▶ _Required work_: Look through the data for the string "CollarConfig". Copy every line where it is found.

[Stored items]
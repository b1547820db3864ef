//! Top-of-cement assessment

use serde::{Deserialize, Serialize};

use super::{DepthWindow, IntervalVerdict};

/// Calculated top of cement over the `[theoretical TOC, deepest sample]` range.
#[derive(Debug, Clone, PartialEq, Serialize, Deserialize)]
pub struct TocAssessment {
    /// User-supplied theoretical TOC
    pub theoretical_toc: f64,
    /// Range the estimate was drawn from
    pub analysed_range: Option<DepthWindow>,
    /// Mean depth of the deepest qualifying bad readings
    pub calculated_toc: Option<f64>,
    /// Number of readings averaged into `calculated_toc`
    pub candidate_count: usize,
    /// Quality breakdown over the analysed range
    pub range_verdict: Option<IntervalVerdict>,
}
--
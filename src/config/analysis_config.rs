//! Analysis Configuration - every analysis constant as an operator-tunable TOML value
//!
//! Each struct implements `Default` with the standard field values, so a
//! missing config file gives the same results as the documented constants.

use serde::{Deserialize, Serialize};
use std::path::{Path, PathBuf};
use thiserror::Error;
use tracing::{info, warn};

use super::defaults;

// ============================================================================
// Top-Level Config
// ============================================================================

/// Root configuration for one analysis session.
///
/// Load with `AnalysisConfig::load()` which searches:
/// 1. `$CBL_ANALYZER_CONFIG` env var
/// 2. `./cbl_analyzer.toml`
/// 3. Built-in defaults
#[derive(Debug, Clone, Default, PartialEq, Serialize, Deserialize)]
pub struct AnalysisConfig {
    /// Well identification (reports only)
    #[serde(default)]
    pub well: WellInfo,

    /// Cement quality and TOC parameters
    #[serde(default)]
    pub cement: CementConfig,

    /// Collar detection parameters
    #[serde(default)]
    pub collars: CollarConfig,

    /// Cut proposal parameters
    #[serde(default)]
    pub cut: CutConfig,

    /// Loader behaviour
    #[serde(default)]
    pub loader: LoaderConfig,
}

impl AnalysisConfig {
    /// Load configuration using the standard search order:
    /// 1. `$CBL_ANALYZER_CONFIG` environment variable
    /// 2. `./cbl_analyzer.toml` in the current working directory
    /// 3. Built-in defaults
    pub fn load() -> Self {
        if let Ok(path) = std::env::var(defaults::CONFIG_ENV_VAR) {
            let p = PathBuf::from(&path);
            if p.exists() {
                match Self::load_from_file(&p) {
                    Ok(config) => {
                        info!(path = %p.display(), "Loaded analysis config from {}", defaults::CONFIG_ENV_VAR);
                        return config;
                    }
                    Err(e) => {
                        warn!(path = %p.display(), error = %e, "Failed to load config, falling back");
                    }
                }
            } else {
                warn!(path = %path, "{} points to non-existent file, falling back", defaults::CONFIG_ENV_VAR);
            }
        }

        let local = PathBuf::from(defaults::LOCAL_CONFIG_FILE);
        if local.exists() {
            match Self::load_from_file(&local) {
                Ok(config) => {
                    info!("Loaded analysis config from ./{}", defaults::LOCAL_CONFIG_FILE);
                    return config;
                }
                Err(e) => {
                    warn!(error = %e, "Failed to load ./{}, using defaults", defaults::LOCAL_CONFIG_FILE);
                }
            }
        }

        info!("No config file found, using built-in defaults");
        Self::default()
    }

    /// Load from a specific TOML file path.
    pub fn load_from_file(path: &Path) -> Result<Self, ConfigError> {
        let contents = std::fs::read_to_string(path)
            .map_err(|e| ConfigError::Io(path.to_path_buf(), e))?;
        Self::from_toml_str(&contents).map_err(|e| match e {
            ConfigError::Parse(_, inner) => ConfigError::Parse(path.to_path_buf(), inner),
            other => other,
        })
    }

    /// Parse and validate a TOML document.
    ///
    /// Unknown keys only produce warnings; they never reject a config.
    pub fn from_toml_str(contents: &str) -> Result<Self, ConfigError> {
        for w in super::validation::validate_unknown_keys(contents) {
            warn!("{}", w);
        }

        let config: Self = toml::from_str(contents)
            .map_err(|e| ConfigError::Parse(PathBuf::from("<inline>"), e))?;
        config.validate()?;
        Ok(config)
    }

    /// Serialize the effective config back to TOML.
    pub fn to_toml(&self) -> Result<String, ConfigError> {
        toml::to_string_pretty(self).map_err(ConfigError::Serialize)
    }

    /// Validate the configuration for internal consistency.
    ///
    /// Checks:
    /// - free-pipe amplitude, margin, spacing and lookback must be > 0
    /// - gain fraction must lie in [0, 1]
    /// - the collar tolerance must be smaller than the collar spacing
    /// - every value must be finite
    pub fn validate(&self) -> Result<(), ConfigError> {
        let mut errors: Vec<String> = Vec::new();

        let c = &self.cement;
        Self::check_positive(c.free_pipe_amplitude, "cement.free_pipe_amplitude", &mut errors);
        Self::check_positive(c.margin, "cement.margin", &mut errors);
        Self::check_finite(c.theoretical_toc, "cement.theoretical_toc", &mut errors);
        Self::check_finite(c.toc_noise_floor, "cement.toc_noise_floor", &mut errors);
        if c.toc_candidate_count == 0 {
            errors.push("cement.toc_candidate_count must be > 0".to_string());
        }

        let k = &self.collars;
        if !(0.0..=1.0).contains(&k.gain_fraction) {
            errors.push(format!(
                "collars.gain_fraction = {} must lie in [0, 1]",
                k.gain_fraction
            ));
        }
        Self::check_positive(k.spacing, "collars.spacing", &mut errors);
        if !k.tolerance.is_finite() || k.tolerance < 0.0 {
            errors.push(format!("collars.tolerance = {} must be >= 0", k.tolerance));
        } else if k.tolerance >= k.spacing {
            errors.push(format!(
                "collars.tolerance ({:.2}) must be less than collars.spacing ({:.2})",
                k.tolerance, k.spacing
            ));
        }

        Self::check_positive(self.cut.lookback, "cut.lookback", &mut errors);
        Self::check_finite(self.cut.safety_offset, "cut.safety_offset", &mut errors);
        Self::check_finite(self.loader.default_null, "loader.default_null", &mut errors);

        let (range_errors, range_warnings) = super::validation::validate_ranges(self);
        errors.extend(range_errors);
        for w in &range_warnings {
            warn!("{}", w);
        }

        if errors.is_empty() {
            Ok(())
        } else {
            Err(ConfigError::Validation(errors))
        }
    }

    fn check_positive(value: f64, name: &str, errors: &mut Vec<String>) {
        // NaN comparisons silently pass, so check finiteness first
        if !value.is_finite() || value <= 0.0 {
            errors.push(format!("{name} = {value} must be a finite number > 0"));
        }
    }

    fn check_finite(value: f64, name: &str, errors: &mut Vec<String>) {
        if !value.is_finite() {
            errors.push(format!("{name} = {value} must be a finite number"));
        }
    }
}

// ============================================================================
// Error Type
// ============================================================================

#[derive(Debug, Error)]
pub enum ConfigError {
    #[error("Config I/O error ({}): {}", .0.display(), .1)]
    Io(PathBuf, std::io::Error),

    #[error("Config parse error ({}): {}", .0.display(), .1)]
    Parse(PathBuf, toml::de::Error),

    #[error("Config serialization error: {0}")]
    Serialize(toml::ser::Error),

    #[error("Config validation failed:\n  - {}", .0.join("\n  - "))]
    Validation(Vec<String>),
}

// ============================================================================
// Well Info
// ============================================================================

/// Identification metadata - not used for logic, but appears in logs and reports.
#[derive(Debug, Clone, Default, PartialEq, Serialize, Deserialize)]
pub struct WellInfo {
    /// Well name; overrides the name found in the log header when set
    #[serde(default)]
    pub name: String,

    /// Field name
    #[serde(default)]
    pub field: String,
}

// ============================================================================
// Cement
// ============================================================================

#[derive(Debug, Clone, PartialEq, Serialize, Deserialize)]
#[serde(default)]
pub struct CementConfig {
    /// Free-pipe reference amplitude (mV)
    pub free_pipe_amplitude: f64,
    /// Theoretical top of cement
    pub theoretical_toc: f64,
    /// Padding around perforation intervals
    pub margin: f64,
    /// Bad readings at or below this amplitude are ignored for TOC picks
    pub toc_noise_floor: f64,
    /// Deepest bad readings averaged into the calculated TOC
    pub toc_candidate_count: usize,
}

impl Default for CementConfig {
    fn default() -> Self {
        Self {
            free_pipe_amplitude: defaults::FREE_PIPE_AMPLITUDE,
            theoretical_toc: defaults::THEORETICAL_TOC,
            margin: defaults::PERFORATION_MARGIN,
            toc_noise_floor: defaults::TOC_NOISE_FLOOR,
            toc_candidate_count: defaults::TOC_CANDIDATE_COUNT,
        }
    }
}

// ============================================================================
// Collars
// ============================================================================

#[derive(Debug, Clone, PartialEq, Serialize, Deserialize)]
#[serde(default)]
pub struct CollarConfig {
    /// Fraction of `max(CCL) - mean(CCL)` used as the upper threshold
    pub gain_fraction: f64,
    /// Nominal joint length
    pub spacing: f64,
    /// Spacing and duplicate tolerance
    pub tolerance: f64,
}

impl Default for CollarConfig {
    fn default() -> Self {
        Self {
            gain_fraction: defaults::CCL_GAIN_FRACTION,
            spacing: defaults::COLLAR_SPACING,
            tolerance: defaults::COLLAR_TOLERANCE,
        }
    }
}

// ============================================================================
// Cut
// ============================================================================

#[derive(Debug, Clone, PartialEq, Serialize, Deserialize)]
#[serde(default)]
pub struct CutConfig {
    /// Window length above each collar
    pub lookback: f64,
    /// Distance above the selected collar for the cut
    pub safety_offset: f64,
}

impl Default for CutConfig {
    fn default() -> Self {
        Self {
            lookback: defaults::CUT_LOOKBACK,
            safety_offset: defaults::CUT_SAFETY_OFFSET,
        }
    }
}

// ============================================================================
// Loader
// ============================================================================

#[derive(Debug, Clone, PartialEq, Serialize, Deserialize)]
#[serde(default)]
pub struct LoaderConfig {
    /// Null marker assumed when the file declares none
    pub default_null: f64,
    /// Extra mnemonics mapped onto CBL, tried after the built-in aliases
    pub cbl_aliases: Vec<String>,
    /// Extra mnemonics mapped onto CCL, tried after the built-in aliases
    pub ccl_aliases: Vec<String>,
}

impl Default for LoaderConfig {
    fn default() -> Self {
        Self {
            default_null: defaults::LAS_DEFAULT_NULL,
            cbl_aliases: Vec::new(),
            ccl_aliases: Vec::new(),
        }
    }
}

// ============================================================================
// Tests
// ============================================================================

▶ _Answer to the problem_:
    pub collars: CollarConfig,
pub struct CollarConfig {
impl Default for CollarConfig {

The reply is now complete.